Journal of Neurophysiology ◽

10.1152/jn.01020.2003 ◽

2004 ◽

Vol 92 (1) ◽

pp. 630-643 ◽

Cited By ~ 175

Author(s):

Andrew Y. Y. Tan ◽

Li I. Zhang ◽

Michael M. Merzenich ◽

Christoph E. Schreiner

Keyword(s):

Auditory Cortex ◽

Time Course ◽

Frequency Tuning ◽

Primary Auditory Cortex ◽

Cell Voltage ◽

Synaptic Conductance ◽

Synaptic Excitation ◽

Tone Intensity ◽

Synaptic Conductances

In primary auditory cortex (AI) neurons, tones typically evoke a brief depolarization, which can lead to spiking, followed by a long-lasting hyperpolarization. The extent to which the hyperpolarization is due to synaptic inhibition has remained unclear.

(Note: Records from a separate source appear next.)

//! Attendance gateway: the single entry point for attendance use-cases.
//!
//! # Responsibility
//! - Check that referenced players and sessions exist before any mutation.
//! - Distinguish first recording (`record_attendance`) from editing an
//!   existing recording (`update_attendance`), both backed by store `upsert`.
//! - Delegate statistics to `AttendanceAggregator`.
//!
//! # Invariants
//! - Referential checks run before the store is touched; a failed check
//!   leaves storage unchanged.
//! - The gateway never writes attendance fields itself, only through the store.
//! - Attendance rows are not deleted when players or sessions are; such
//!   orphans stay visible to statistics.

use crate::model::attendance::{
    AttendanceRecord, AttendanceStatistics, PlayerAttendanceEntry, SessionAttendanceEntry,
};
use crate::model::player::PlayerId;
use crate::model::session::SessionId;
use crate::model::validation::{check_id, ValidationErrors};
use crate::repo::attendance_repo::AttendanceStore;
use crate::repo::player_repo::PlayerDirectory;
use crate::repo::session_repo::SessionDirectory;
use crate::repo::RepoError;
use crate::service::attendance_aggregator::AttendanceAggregator;
use log::{debug, info};
use std::error::Error;
use std::fmt::{Display, Formatter};

/// Errors from attendance gateway operations.
#[derive(Debug)]
pub enum AttendanceServiceError {
    /// Referenced player does not exist.
    UnknownPlayer(PlayerId),
    /// Referenced session does not exist.
    UnknownSession(SessionId),
    /// No attendance record exists for the pair.
    UnknownAttendance {
        player_id: PlayerId,
        session_id: SessionId,
    },
    /// Malformed or out-of-range input.
    InvalidInput(ValidationErrors),
    /// Persistence-layer failure.
    Storage(RepoError),
}

impl Display for AttendanceServiceError {
    fn fmt(&self, f: &mut Formatter<'_>) -> std::fmt::Result {
        match self {
            Self::UnknownPlayer(id) => write!(f, "player not found: {id}"),
            Self::UnknownSession(id) => write!(f, "training session not found: {id}"),
            Self::UnknownAttendance {
                player_id,
                session_id,
            } => write!(
                f,
                "attendance not found for player {player_id} in session {session_id}"
            ),
            Self::InvalidInput(err) => write!(f, "{err}"),
            Self::Storage(err) => write!(f, "{err}"),
        }
    }
}

impl Error for AttendanceServiceError {
    fn source(&self) -> Option<&(dyn Error + 'static)> {
        match self {
            Self::InvalidInput(err) => Some(err),
            Self::Storage(err) => Some(err),
            _ => None,
        }
    }
}

impl From<RepoError> for AttendanceServiceError {
    fn from(value: RepoError) -> Self {
        match value {
            RepoError::Validation(errors) => Self::InvalidInput(errors),
            other => Self::Storage(other),
        }
    }
}

pub type AttendanceResult<T> = Result<T, AttendanceServiceError>;

/// Attendance gateway over a store and the two roster directories.
pub struct AttendanceService<S, P, D>
where
    S: AttendanceStore,
    P: PlayerDirectory,
    D: SessionDirectory,
{
    store: S,
    players: P,
    sessions: D,
}

impl<S, P, D> AttendanceService<S, P, D>
where
    S: AttendanceStore,
    P: PlayerDirectory,
    D: SessionDirectory,
{
    pub fn new(store: S, players: P, sessions: D) -> Self {
        Self {
            store,
            players,
            sessions,
        }
    }

    /// Records attendance for a pair, creating or updating the record.
    pub fn record_attendance(
        &self,
        player_id: PlayerId,
        session_id: SessionId,
        present: bool,
    ) -> AttendanceResult<AttendanceRecord> {
        ensure_valid_pair(player_id, session_id)?;
        self.ensure_player(player_id)?;
        self.ensure_session(session_id)?;

        let record = self.store.upsert(player_id, session_id, present)?;
        info!(
            "event=attendance_record module=service status=ok attendance_id={} player_id={} session_id={} present={}",
            record.id, player_id, session_id, present
        );
        Ok(record)
    }

    /// Changes `present` on an existing record.
    ///
    /// Fails with `UnknownAttendance` instead of creating a new record.
    pub fn update_attendance(
        &self,
        player_id: PlayerId,
        session_id: SessionId,
        present: bool,
    ) -> AttendanceResult<AttendanceRecord> {
        ensure_valid_pair(player_id, session_id)?;
        self.ensure_player(player_id)?;
        self.ensure_session(session_id)?;
        self.ensure_attendance(player_id, session_id)?;

        let record = self.store.upsert(player_id, session_id, present)?;
        info!(
            "event=attendance_update module=service status=ok attendance_id={} player_id={} session_id={} present={}",
            record.id, player_id, session_id, present
        );
        Ok(record)
    }

    /// Removes an existing record; `UnknownAttendance` when there is none.
    pub fn remove_attendance(
        &self,
        player_id: PlayerId,
        session_id: SessionId,
    ) -> AttendanceResult<()> {
        ensure_valid_pair(player_id, session_id)?;
        let record = self.ensure_attendance(player_id, session_id)?;

        let changed = self.store.remove(player_id, session_id)?;
        info!(
            "event=attendance_remove module=service status=ok attendance_id={} player_id={} session_id={} changed={}",
            record.id, player_id, session_id, changed
        );
        Ok(())
    }

    /// Attendance for one session, ordered by player name.
    pub fn list_for_session(
        &self,
        session_id: SessionId,
    ) -> AttendanceResult<Vec<SessionAttendanceEntry>> {
        self.ensure_session(session_id)?;
        Ok(self.store.list_by_session(session_id)?)
    }

    /// Attendance for one player, most recent session first.
    pub fn list_for_player(
        &self,
        player_id: PlayerId,
    ) -> AttendanceResult<Vec<PlayerAttendanceEntry>> {
        self.ensure_player(player_id)?;
        Ok(self.store.list_by_player(player_id)?)
    }

    /// Statistics for one player; all zeros when nothing was recorded.
    pub fn statistics_for(&self, player_id: PlayerId) -> AttendanceResult<AttendanceStatistics> {
        self.ensure_player(player_id)?;
        let stats = AttendanceAggregator::new(&self.store).compute_for(player_id)?;
        debug!(
            "event=attendance_stats module=service status=ok player_id={} total={} present={}",
            player_id, stats.total_sessions, stats.present_count
        );
        Ok(stats)
    }

    fn ensure_player(&self, player_id: PlayerId) -> AttendanceResult<()> {
        match self.players.get_player(player_id)? {
            Some(_) => Ok(()),
            None => {
                debug!("event=attendance_guard module=service status=rejected reason=unknown_player player_id={player_id}");
                Err(AttendanceServiceError::UnknownPlayer(player_id))
            }
        }
    }

    fn ensure_session(&self, session_id: SessionId) -> AttendanceResult<()> {
        match self.sessions.get_session(session_id)? {
            Some(_) => Ok(()),
            None => {
                debug!("event=attendance_guard module=service status=rejected reason=unknown_session session_id={session_id}");
                Err(AttendanceServiceError::UnknownSession(session_id))
            }
        }
    }

    fn ensure_attendance(
        &self,
        player_id: PlayerId,
        session_id: SessionId,
    ) -> AttendanceResult<AttendanceRecord> {
        self.store
            .find(player_id, session_id)?
            .ok_or(AttendanceServiceError::UnknownAttendance {
                player_id,
                session_id,
            })
    }
}

fn ensure_valid_pair(player_id: PlayerId, session_id: SessionId) -> AttendanceResult<()> {
    let mut errors = ValidationErrors::new();
    check_id(&mut errors, "playerId", player_id);
    check_id(&mut errors, "sessionId", session_id);
    errors
        .into_result()
        .map_err(AttendanceServiceError::InvalidInput)
}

Here we report in vivo whole cell voltage-clamp measurements of tone-evoked excitatory and inhibitory synaptic conductances of AI neurons of the pentobarbital-anesthetized rat. Tones evoke an increase of excitatory synaptic conductance, followed by an increase of inhibitory synaptic conductance. The synaptic conductances can account for the gross time course of the typical membrane potential response. Synaptic excitation and inhibition have the same frequency tuning. As tone intensity increases, the amplitudes of synaptic excitation and inhibition increase, and the latency of synaptic excitation decreases. Our data indicate that the interaction of synaptic excitation and inhibition shapes the time course and frequency tuning of the spike responses of AI neurons.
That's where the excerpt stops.